Comme à l’hôpital où, à côté de plateaux techniques coûteux, on manque de simples compresses, ces nouvelles structures concentrent l’essentiel des moyens financiers, au détriment de la plupart des unités de recherche et d’enseignement dont les dotations ont diminué, dont les locaux sont délabrés, dont les fournitures les plus élémentaires se tarissent. Comme à l’hôpital, la destruction des collectifs de travail est à l’œuvre dans la mise en concurrence généralisée des personnes et des équipes, dans la course au projet innovant, dans une réorganisation institutionnelle incessante.

Comme à l’hôpital, l’introduction de « mesures de qualité », de « critères d’excellence » et « d’indicateurs de réussite » a fait redoubler le travail et a introduit l’esprit du marketing dans des activités qui n’ont pourtant rien à voir avec la vente et la concurrence. On s’est mis à reporter sur des tableurs des unités de mesure soi-disant pertinentes – nombre d’articles publiés ou nombre de mois consacrés à telle activité – en perdant totalement de vue le caractère intangible des activités humaines dont il est question. L’évaluation généralisée n’est plus destinée à établir la vérité scientifique mais tend à devenir une mesure de « performance ».

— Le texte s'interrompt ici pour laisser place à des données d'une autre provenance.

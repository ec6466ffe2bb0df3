// SPDX-License-Identifier: MIT

//! Clock abstraction for testable time handling.
//!
//! Object-safe so components can hold an `Arc<dyn Clock>` and tests can
//! swap in a [`FakeClock`].

use parking_lot::Mutex;
use std::sync::Arc;
use std::time::{Duration, Instant, SystemTime, UNIX_EPOCH};

/// A clock that provides the current time.
pub trait Clock: Send + Sync {
    fn now(&self) -> Instant;
    fn epoch_ms(&self) -> u64;
}

/// Real system clock.
#[derive(Clone, Default)]
pub struct SystemClock;

impl Clock for SystemClock {
    fn now(&self) -> Instant {
        Instant::now()
    }

    fn epoch_ms(&self) -> u64 {
        SystemTime::now()
            .duration_since(UNIX_EPOCH)
            .unwrap_or_default()
            .as_millis() as u64
    }
}

/// Fake clock for testing with controllable time.
#[derive(Clone)]
pub struct FakeClock {
    current: Arc<Mutex<Instant>>,
    epoch_ms: Arc<Mutex<u64>>,
}

impl FakeClock {
    pub fn new() -> Self {
        Self {
            current: Arc::new(Mutex::new(Instant::now())),
            epoch_ms: Arc::new(Mutex::new(1_000_000)),
        }
    }

    /// Advance the clock by the given duration.
    pub fn advance(&self, duration: Duration) {
        *self.current.lock() += duration;
        *self.epoch_ms.lock() += duration.as_millis() as u64;
    }

    /// Set the epoch milliseconds value.
    pub fn set_epoch_ms(&self, ms: u64) {
        *self.epoch_ms.lock() = ms;
    }
}

impl Default for FakeClock {
    fn default() -> Self {
        Self::new()
    }
}

impl Clock for FakeClock {
    fn now(&self) -> Instant {
        *self.current.lock()
    }

    fn epoch_ms(&self) -> u64 {
        *self.epoch_ms.lock()
    }
}

#[cfg(test)]
#[path = "clock_tests.rs"]
mod tests;
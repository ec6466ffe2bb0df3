// SPDX-License-Identifier: MIT

//! Change the node's system timezone.

use async_trait::async_trait;
use serde_json::{Map, Value};
use tracing::{error, info};

use super::{required_str, ActionError, NodeAction};

pub struct SetTimezoneAction;

impl SetTimezoneAction {
    pub const TYPE: &'static str = "set-timezone";
}

#[async_trait]
impl NodeAction for SetTimezoneAction {
    async fn execute(&self, payload: Map<String, Value>) -> Result<(), ActionError> {
        let timezone = required_str(&payload, "timezone")?;
        info!(timezone = timezone.as_str(), "setting node timezone");
        let status = tokio::process::Command::new("timedatectl")
            .arg("set-timezone")
            .arg(&timezone)
            .status()
            .await?;
        if !status.success() {
            error!(timezone = timezone.as_str(), %status, "timedatectl failed");
        }
        Ok(())
    }
}
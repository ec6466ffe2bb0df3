// SPDX-License-Identifier: MIT

//! Process supervision seam for the supervised application.

use std::io;
use std::process::{Child, Command, Stdio};
use tracing::info;

/// Handle to a launched application process. Both methods run on the
/// synchronous dispatch path only, so no locking is required beyond the
/// daemon context's own mutex.
pub trait AppProcess: Send {
    fn is_alive(&mut self) -> bool;
    fn kill(&mut self) -> io::Result<()>;
    fn id(&self) -> u32;
}

/// Spawns the supervised application.
pub trait AppLauncher: Send + Sync {
    fn spawn(&self) -> io::Result<Box<dyn AppProcess>>;
}

struct ChildProcess(Child);

impl AppProcess for ChildProcess {
    fn is_alive(&mut self) -> bool {
        // try_wait errors are treated as "not alive": the handle is dead
        // either way.
        matches!(self.0.try_wait(), Ok(None))
    }

    fn kill(&mut self) -> io::Result<()> {
        self.0.kill()?;
        // Reap so the pid does not linger as a zombie.
        let _ = self.0.wait();
        Ok(())
    }

    fn id(&self) -> u32 {
        self.0.id()
    }
}

/// Launches the application from a configured command line.
pub struct ProcessLauncher {
    command: Vec<String>,
}

impl ProcessLauncher {
    pub fn new(command: Vec<String>) -> Self {
        Self { command }
    }
}

impl AppLauncher for ProcessLauncher {
    fn spawn(&self) -> io::Result<Box<dyn AppProcess>> {
        let Some((program, args)) = self.command.split_first() else {
            return Err(io::Error::other("empty application command"));
        };
        let child = Command::new(program)
            .args(args)
            .stdin(Stdio::null())
            .stdout(Stdio::inherit())
            .stderr(Stdio::inherit())
            .spawn()?;
        info!(pid = child.id(), program, "launched supervised application");
        Ok(Box::new(ChildProcess(child)))
    }
}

Comme à l’hôpital, la notion même de service public est en recul constant tandis que les pratiques managériales progressent. Les universités sont les plus grands employeurs de contractuels de toutes les institutions étatiques au point que, dans certaines d’entre elles, ce sont des enseignants sous contrat qui assurent l’essentiel des enseignements des trois premières années de licence. Dans l’administration coexistent des fonctionnaires sous-payés et jamais promus, des contractuels précaires et quelques agents bien rémunérés, là où le marché privé est trop concurrentiel pour qu’on puisse les recruter au tarif de la fonction publique. Comme à l’hôpital, l’université connaît turnovers, démissions, surmenage et désaffection.